## WORK REQUIRED
For the word "bool", state how many lines of the listing below contain it. Give the number and nothing more.

## INFORMATION PROVIDED
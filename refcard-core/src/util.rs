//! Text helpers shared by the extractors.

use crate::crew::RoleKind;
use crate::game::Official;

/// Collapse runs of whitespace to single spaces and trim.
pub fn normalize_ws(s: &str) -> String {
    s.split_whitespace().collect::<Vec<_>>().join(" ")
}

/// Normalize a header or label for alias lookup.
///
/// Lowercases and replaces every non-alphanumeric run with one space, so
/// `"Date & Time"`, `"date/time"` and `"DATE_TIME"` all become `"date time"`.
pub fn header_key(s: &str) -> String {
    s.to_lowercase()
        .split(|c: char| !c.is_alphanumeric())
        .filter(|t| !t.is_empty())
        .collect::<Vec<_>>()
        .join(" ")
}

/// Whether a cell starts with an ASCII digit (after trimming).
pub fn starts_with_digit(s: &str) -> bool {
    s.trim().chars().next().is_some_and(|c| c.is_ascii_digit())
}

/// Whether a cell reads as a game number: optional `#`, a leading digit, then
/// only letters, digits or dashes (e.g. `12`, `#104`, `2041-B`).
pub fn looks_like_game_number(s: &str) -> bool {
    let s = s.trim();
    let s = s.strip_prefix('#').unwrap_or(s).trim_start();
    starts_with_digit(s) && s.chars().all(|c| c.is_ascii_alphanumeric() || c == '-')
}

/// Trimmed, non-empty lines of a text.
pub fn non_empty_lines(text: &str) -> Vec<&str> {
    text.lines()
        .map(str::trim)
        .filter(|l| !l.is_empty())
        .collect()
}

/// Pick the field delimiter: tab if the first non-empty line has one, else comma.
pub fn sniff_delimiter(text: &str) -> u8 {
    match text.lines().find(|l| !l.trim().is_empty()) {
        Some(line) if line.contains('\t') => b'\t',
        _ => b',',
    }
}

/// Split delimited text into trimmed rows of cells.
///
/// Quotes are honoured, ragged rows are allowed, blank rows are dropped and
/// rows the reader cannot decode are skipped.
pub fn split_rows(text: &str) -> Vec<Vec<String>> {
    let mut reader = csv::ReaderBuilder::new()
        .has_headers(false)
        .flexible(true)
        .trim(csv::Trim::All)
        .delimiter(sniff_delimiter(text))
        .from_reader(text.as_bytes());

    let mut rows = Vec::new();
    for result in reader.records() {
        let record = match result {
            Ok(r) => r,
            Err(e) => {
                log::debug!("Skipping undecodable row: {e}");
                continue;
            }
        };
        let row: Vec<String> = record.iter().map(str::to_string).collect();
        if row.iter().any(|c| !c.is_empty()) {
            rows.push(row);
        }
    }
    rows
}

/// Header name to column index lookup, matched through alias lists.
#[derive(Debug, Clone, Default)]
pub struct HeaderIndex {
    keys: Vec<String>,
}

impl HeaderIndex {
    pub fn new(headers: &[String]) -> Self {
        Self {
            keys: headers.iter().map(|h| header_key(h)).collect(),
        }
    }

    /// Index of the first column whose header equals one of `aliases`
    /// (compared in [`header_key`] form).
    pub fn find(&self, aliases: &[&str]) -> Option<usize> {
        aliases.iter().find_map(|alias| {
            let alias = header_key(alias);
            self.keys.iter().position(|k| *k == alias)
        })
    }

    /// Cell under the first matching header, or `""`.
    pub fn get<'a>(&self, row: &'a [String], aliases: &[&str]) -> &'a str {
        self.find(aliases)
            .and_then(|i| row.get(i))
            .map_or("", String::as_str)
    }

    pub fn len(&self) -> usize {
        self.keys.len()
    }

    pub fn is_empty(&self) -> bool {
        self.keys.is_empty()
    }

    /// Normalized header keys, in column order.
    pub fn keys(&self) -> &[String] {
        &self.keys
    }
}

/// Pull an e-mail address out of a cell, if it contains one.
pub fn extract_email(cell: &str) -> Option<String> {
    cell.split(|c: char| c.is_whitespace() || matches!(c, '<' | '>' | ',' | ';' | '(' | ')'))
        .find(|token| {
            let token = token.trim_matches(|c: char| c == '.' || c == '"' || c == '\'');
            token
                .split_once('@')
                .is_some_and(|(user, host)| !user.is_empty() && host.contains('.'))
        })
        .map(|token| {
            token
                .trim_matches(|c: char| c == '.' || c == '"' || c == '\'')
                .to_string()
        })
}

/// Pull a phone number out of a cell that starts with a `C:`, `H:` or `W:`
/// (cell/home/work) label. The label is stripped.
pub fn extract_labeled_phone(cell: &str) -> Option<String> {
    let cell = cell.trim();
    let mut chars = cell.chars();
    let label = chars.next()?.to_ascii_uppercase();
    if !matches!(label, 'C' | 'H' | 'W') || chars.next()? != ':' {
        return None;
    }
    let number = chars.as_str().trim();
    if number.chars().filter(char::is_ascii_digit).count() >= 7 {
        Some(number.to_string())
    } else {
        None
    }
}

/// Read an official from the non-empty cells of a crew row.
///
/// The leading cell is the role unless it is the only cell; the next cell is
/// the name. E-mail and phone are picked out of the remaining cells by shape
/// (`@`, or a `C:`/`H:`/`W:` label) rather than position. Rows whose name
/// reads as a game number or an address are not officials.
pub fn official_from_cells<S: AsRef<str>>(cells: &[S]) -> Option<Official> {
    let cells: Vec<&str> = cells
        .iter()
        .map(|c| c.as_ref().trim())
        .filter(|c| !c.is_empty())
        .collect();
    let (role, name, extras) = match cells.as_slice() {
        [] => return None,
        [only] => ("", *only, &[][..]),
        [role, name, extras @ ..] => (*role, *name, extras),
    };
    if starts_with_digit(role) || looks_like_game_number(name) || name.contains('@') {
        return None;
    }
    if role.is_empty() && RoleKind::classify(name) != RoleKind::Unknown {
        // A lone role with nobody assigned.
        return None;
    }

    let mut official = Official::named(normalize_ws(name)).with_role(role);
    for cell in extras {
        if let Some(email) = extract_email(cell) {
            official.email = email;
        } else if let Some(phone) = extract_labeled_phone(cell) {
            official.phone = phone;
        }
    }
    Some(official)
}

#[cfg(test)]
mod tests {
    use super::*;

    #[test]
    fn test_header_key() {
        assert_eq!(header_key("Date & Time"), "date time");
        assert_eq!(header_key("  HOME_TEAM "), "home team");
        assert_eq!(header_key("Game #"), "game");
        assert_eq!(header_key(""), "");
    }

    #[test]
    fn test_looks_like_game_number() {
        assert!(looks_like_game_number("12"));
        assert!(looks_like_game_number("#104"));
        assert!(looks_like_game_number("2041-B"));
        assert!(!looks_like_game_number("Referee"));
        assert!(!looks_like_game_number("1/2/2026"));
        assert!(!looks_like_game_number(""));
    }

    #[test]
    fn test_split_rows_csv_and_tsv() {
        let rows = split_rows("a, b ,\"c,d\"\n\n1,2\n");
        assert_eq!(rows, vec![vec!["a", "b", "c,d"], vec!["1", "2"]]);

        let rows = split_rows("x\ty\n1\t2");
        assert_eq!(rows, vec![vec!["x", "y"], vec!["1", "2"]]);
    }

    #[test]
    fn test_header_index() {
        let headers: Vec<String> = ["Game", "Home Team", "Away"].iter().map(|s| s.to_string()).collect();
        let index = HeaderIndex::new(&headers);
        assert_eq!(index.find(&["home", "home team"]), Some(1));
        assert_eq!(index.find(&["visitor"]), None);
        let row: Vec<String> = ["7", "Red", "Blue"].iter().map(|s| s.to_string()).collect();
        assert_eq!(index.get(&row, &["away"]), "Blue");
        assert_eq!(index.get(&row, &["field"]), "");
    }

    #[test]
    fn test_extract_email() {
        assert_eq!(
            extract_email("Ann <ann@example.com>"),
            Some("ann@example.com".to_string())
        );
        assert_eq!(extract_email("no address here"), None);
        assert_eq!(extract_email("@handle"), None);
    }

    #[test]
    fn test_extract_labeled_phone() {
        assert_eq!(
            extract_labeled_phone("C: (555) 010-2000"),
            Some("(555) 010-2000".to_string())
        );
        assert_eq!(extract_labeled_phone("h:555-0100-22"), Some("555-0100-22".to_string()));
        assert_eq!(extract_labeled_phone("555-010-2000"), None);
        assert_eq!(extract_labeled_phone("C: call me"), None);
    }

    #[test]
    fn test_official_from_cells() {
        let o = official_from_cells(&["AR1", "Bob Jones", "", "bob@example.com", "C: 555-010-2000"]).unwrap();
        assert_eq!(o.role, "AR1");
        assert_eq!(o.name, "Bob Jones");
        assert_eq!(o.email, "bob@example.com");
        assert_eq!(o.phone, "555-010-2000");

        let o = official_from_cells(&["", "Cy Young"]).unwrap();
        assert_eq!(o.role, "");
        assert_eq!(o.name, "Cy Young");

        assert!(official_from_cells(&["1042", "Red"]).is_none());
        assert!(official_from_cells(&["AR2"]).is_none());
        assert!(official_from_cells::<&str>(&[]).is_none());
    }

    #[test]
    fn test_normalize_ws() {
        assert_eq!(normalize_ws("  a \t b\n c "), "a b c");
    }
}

## SOLUTION TO THE EXERCISE
3